## Work instruction
The records follow. Copy each one exactly.

## Source material
=== Section Start ===

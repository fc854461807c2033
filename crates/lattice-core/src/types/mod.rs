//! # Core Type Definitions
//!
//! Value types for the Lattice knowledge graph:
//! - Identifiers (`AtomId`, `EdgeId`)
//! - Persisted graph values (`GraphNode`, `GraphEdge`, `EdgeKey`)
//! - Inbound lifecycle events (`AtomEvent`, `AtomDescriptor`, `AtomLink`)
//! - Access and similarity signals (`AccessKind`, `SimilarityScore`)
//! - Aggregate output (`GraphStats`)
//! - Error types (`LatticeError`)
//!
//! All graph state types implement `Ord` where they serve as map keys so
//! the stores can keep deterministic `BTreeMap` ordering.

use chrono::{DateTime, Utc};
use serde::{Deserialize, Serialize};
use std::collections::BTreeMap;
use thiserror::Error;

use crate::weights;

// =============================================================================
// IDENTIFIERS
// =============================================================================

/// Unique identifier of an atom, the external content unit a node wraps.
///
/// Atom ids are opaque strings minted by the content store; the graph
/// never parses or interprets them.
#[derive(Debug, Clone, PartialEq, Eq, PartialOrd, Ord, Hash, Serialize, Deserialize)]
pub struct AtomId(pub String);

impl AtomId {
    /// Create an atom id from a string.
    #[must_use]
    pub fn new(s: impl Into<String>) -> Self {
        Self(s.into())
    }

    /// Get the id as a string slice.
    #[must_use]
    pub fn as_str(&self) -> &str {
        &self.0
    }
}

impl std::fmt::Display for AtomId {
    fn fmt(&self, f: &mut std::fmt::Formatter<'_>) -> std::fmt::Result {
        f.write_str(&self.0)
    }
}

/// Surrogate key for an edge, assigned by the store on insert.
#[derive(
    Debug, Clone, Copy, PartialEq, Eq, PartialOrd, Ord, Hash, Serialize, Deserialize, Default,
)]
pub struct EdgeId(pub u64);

=== Section End ===

## Answer space
repository fc854461807c2033
filename crates/lattice-core/src/types/mod.rs
//! # Core Type Definitions
//!
//! Value types for the Lattice knowledge graph:
//! - Identifiers (`AtomId`, `EdgeId`)
//! - Persisted graph values (`GraphNode`, `GraphEdge`, `EdgeKey`)
//! - Inbound lifecycle events (`AtomEvent`, `AtomDescriptor`, `AtomLink`)
//! - Access and similarity signals (`AccessKind`, `SimilarityScore`)
//! - Aggregate output (`GraphStats`)
//! - Error types (`LatticeError`)
//!
//! All graph state types implement `Ord` where they serve as map keys so
//! the stores can keep deterministic `BTreeMap` ordering.

use chrono::{DateTime, Utc};
use serde::{Deserialize, Serialize};
use std::collections::BTreeMap;
use thiserror::Error;

use crate::weights;

// =============================================================================
// IDENTIFIERS
// =============================================================================

/// Unique identifier of an atom, the external content unit a node wraps.
///
/// Atom ids are opaque strings minted by the content store; the graph
/// never parses or interprets them.
#[derive(Debug, Clone, PartialEq, Eq, PartialOrd, Ord, Hash, Serialize, Deserialize)]
pub struct AtomId(pub String);

impl AtomId {
    /// Create an atom id from a string.
    #[must_use]
    pub fn new(s: impl Into<String>) -> Self {
        Self(s.into())
    }

    /// Get the id as a string slice.
    #[must_use]
    pub fn as_str(&self) -> &str {
        &self.0
    }
}

impl std::fmt::Display for AtomId {
    fn fmt(&self, f: &mut std::fmt::Formatter<'_>) -> std::fmt::Result {
        f.write_str(&self.0)
    }
}

/// Surrogate key for an edge, assigned by the store on insert.
#[derive(
    Debug, Clone, Copy, PartialEq, Eq, PartialOrd, Ord, Hash, Serialize, Deserialize, Default,
)]
pub struct EdgeId(pub u64);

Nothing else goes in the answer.